- [Your instructions] Report all lines of the data below that hold the word "FromRequestParts".

(Records from a dataset)
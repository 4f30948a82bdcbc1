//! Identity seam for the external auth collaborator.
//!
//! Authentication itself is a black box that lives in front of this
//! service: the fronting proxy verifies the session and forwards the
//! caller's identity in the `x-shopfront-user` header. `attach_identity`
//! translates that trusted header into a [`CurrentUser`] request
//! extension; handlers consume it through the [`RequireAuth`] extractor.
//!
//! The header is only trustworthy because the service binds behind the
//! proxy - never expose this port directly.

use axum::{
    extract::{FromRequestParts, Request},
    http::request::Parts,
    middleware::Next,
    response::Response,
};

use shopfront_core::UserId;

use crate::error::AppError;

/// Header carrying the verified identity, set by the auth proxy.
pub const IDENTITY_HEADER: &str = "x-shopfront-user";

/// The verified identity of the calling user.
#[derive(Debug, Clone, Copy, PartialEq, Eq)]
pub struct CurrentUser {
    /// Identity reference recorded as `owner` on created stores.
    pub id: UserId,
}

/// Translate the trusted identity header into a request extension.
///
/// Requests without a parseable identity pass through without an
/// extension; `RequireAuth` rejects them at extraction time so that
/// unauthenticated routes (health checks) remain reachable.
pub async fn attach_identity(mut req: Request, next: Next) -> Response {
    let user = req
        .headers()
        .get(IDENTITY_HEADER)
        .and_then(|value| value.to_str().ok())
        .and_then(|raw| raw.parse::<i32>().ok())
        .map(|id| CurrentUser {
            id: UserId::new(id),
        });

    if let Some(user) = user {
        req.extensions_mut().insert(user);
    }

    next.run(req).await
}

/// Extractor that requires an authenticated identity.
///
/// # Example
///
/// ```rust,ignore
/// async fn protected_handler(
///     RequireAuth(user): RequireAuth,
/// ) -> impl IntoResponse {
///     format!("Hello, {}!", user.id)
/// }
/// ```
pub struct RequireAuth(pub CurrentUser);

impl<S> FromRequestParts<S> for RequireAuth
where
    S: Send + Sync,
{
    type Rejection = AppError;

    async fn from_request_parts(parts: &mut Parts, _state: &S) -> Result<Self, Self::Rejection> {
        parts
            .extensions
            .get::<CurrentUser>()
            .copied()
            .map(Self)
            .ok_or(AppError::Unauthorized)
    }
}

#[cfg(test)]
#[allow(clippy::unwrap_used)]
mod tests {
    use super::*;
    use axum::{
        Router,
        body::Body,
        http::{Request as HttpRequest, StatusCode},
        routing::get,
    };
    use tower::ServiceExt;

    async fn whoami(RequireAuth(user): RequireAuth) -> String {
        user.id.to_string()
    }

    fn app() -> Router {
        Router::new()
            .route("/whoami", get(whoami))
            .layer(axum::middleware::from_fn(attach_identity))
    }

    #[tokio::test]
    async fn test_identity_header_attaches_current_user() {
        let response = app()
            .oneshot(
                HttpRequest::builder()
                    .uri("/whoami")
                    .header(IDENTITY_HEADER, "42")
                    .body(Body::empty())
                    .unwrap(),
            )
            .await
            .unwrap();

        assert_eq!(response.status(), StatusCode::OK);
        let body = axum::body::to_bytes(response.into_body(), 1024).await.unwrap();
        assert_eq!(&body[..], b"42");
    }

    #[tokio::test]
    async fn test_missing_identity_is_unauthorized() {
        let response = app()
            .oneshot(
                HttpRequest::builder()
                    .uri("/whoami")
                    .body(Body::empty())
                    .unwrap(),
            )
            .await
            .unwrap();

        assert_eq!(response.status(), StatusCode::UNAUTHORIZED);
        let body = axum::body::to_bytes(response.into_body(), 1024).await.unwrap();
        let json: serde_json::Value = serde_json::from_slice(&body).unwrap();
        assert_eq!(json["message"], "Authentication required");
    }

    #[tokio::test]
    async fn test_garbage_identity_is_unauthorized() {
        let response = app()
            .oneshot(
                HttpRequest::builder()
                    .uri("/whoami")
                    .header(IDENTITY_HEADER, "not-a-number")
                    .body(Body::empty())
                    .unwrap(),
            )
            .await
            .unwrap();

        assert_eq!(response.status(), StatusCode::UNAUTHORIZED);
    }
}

- [Solved problem]
    extract::{FromRequestParts, Request},
impl<S> FromRequestParts<S> for RequireAuth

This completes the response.